** Exercise details **
Search through the entries for the word "Some" and copy every line that has it.

** Source material **
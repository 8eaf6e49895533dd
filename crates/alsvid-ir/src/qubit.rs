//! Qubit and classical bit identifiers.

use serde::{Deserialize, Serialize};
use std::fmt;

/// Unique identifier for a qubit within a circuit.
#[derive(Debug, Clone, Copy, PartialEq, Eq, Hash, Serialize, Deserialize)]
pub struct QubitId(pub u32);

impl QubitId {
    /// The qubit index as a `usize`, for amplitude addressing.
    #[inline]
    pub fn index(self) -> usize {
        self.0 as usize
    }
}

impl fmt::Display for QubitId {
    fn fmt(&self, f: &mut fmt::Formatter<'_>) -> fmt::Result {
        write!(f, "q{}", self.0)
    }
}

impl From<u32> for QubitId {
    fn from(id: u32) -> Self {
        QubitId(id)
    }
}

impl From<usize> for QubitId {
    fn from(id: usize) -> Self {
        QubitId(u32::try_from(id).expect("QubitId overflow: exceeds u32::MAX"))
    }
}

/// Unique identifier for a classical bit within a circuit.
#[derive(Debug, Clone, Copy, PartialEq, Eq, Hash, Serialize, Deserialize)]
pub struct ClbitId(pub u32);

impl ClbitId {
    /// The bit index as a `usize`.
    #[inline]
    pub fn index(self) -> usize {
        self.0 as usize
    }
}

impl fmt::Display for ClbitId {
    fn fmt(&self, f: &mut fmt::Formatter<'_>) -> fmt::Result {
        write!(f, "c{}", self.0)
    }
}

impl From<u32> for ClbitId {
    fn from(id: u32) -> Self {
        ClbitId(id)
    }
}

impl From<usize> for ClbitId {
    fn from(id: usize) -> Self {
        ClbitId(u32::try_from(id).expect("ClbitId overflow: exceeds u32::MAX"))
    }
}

--

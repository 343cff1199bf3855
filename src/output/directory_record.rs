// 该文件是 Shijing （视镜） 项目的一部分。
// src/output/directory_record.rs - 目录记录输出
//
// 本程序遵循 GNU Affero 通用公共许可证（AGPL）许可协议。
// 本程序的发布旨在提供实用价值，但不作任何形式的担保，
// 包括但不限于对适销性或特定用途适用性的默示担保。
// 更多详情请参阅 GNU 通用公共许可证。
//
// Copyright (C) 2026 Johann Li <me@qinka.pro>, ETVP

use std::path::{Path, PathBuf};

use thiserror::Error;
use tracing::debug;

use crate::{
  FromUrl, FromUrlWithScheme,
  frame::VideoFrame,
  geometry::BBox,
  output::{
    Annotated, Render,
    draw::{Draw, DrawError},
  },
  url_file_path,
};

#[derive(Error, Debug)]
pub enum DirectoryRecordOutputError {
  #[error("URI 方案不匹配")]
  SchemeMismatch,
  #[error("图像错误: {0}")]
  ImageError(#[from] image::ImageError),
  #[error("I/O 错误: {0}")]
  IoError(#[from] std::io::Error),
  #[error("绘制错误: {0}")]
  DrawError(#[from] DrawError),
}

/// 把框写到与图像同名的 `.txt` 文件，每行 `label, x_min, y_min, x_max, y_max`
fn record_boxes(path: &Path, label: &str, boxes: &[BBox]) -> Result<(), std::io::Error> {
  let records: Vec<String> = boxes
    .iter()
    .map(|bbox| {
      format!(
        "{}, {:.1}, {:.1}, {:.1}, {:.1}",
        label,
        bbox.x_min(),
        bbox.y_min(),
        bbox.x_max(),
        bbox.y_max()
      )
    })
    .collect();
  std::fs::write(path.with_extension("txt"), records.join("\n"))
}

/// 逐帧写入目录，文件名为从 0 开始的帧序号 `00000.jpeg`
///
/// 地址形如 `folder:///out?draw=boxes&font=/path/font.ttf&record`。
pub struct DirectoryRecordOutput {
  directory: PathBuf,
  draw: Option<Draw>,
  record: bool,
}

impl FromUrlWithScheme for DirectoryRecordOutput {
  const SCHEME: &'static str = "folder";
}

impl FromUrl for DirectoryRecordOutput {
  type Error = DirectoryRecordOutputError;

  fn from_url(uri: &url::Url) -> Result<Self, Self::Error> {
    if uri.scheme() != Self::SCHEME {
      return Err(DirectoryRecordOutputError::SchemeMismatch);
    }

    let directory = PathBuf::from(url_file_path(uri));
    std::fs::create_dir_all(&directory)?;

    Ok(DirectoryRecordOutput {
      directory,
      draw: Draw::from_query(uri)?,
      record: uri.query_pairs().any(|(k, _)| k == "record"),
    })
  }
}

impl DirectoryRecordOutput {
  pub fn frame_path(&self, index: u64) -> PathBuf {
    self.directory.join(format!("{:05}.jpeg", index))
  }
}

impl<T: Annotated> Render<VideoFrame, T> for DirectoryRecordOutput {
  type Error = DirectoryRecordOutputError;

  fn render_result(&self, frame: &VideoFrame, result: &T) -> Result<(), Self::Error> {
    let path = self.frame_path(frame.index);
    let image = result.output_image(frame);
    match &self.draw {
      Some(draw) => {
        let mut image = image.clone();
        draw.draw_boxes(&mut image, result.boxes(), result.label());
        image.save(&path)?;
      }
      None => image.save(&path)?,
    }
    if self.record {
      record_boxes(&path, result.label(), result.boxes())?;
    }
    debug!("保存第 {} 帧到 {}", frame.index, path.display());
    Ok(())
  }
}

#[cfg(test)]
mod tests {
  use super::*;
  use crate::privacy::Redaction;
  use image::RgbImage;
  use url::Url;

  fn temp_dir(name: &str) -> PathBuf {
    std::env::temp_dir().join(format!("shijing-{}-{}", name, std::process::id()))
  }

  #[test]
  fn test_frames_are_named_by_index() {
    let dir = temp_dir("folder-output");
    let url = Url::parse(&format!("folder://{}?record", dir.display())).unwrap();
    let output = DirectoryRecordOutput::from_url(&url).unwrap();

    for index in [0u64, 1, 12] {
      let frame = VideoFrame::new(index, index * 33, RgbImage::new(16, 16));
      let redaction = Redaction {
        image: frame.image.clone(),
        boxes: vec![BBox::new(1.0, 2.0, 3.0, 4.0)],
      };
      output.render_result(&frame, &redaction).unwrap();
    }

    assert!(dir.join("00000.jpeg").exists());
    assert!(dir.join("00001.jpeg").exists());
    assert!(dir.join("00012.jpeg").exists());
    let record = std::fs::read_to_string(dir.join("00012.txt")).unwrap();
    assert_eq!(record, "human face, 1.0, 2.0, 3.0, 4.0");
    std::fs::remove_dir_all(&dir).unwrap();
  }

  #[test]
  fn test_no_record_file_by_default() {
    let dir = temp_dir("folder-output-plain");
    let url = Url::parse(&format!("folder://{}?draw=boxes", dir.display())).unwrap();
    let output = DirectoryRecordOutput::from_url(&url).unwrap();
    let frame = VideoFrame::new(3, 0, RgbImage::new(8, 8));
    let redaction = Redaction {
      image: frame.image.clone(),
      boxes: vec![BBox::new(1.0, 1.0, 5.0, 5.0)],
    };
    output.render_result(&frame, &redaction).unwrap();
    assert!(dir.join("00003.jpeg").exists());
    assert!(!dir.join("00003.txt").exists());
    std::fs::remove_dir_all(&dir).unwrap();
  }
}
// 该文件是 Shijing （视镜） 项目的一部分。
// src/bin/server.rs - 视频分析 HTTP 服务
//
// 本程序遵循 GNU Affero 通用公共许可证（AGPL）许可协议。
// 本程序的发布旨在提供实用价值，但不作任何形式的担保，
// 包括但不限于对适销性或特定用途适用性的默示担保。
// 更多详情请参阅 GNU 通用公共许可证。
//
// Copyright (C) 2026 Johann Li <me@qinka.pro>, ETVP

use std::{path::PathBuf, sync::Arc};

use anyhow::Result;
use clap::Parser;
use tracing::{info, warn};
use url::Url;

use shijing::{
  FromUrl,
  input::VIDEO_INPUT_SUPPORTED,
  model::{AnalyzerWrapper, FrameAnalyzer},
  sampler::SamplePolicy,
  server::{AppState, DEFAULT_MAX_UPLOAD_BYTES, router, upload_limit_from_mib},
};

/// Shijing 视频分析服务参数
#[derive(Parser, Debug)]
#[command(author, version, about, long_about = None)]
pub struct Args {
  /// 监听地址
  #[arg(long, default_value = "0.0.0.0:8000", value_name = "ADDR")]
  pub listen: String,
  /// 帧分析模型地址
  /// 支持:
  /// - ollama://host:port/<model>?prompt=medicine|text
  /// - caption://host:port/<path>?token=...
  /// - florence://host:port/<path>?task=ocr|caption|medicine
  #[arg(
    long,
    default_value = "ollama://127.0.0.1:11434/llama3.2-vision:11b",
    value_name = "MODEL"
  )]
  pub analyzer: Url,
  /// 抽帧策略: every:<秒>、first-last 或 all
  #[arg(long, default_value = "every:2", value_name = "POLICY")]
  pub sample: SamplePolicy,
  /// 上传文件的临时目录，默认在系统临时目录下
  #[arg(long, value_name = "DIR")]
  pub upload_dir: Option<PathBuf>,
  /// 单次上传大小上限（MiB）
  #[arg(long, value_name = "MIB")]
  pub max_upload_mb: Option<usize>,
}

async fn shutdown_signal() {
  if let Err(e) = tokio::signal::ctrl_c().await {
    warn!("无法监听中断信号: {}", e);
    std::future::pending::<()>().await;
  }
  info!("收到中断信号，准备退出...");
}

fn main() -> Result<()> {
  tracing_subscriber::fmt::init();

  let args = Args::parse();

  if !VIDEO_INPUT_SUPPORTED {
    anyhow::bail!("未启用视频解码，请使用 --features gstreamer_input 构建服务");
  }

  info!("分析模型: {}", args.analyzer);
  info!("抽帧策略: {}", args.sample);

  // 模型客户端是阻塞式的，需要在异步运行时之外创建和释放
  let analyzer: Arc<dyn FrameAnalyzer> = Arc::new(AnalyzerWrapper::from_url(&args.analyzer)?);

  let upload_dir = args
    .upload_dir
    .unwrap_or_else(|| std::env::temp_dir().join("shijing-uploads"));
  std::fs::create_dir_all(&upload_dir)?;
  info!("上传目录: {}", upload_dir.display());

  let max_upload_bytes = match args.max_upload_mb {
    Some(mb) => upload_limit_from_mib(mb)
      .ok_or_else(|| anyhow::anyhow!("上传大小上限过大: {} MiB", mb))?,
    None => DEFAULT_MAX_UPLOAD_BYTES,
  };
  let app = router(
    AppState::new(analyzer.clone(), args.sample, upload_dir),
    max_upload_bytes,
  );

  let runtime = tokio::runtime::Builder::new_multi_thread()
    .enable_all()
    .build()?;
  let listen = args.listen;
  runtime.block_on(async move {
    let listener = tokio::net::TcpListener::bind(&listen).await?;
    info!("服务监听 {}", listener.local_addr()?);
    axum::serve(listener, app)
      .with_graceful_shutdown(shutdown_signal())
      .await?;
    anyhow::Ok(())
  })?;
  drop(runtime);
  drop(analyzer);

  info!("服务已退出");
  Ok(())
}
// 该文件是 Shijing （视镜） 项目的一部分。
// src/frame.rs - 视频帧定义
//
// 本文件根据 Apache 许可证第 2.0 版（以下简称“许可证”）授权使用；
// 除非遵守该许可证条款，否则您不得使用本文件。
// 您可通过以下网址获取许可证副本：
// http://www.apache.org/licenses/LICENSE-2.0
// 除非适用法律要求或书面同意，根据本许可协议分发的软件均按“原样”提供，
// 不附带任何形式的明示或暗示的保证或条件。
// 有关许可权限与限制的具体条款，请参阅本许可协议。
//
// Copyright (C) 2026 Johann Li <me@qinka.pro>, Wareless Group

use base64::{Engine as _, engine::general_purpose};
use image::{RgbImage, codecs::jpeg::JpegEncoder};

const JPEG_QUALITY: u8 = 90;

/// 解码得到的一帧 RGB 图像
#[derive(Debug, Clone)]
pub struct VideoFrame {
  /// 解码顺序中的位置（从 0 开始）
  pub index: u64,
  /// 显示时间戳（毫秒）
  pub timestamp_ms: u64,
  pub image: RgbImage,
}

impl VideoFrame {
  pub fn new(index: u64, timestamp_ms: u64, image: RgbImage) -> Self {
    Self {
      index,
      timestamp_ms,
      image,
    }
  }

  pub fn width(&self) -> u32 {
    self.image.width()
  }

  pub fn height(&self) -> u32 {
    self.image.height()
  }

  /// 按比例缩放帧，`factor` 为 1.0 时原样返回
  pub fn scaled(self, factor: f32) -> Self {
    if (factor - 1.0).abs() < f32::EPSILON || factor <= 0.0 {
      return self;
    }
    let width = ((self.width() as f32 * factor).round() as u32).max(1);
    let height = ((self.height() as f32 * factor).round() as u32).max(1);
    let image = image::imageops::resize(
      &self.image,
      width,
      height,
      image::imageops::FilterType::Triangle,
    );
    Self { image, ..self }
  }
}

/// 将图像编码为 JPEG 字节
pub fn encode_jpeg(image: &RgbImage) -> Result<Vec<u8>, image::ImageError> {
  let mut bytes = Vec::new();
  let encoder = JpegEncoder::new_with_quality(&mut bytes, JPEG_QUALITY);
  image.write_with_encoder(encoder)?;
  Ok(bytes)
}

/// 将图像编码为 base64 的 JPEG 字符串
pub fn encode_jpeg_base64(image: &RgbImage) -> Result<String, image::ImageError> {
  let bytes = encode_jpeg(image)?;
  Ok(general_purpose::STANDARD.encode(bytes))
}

** Problem solution **
      Some(draw) => {
    Some(mb) => upload_limit_from_mib(mb)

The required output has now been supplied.